À dix heures du matin, Clemenceau vient me trouver. « Je viens, me dit-il, vous rendre compte de mon voyage d’hier ; je suis très satisfait ; cela commence à se colmater. J’ai vu des troupes admirables ; Foch est en très bonne forme et, par bonheur, Pétain est venu le voir hier et il est arrivé pendant que j’étais là, ce qui nous a permis de causer ensemble. Pétain a déclaré : « Je comprends ce que veut le gouvernement ; je mettrai toute mon armée à la disposition du général Foch. » Pétain est donc maintenant dans un excellent esprit.
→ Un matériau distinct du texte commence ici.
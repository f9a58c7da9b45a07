/*
 * @Description  : 本文件仅包含一些属性方法，不包含任何运算方法
 */

use super::Tensor;

impl Tensor {
    /// 张量形状，恒为`[高, 宽]`
    pub fn shape(&self) -> &[usize] {
        self.data.shape()
    }

    pub fn height(&self) -> usize {
        self.data.nrows()
    }

    pub fn width(&self) -> usize {
        self.data.ncols()
    }

    /// 计算张量中所有元素的数量
    pub fn size(&self) -> usize {
        self.data.len()
    }

    /// 判断两个张量的形状是否严格一致
    pub fn is_same_shape(&self, other: &Self) -> bool {
        self.shape() == other.shape()
    }

    /// 判断张量是否为标量（仅含1个元素）
    pub fn is_scalar(&self) -> bool {
        self.size() == 1
    }

    /// 转化为纯数（number）。若为标量，则返回Some(number)，否则返回None
    pub fn number(&self) -> Option<f64> {
        if self.is_scalar() {
            self.data.iter().next().copied()
        } else {
            None
        }
    }

    /// 以行主序的切片形式访问数据
    pub fn data_as_slice(&self) -> &[f64] {
        // 构造时总是标准布局
        self.data
            .as_slice()
            .expect("张量数据必须是连续的标准布局")
    }

    pub fn data_as_slice_mut(&mut self) -> &mut [f64] {
        self.data
            .as_slice_mut()
            .expect("张量数据必须是连续的标准布局")
    }

    pub fn to_vec(&self) -> Vec<f64> {
        self.data_as_slice().to_vec()
    }

    /// 按行拆分为嵌套的`Vec`
    pub fn to_rows(&self) -> Vec<Vec<f64>> {
        self.data.outer_iter().map(|row| row.to_vec()).collect()
    }

    pub fn sum(&self) -> f64 {
        self.data.sum()
    }

    /// 所有元素都是有限数（非NaN、非无穷）
    pub fn is_all_finite(&self) -> bool {
        self.data.iter().all(|x| x.is_finite())
    }
}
Foch doit voir Haig aujourd’hui et il compte obtenir de lui que son armée se charge en partie de la défense d’Amiens. À ce propos, je voulais vous dire : Vous avez su que le roi d’Angleterre est arrivé à Calais et qu’il va au front ? Je crois qu’il faut le laisser tranquille ; il va parader. Il me paraît inutile que vous lui rendiez visite maintenant. Je ne prévois cette visite qu’au cas où elle pourrait contribuer à maintenir la liaison. Mon avis est qu’il faut à tout prix empêcher la rupture et maintenir la liaison. Si le front s’étirait trop pour être convenablement défendu et si la percée était à craindre, mieux vaudrait encore au pis aller abandonner les Flandres et même Calais que de découvrir Paris. Si l’on était acculé à cette extrémité, il pourrait y avoir intérêt à voir le roi pour empêcher Haig de s’entendre avec lui en vue d’un repli de l’armée anglaise sur Calais. — Dans cette hypothèse, je me tiens à votre disposition, autrement, je ne bouge pas. — Très bien, ne bougez pas. Je retournerai voir Foch demain et si je crois votre présence utile au G.Q.G. je vous préviendrai par téléphone. »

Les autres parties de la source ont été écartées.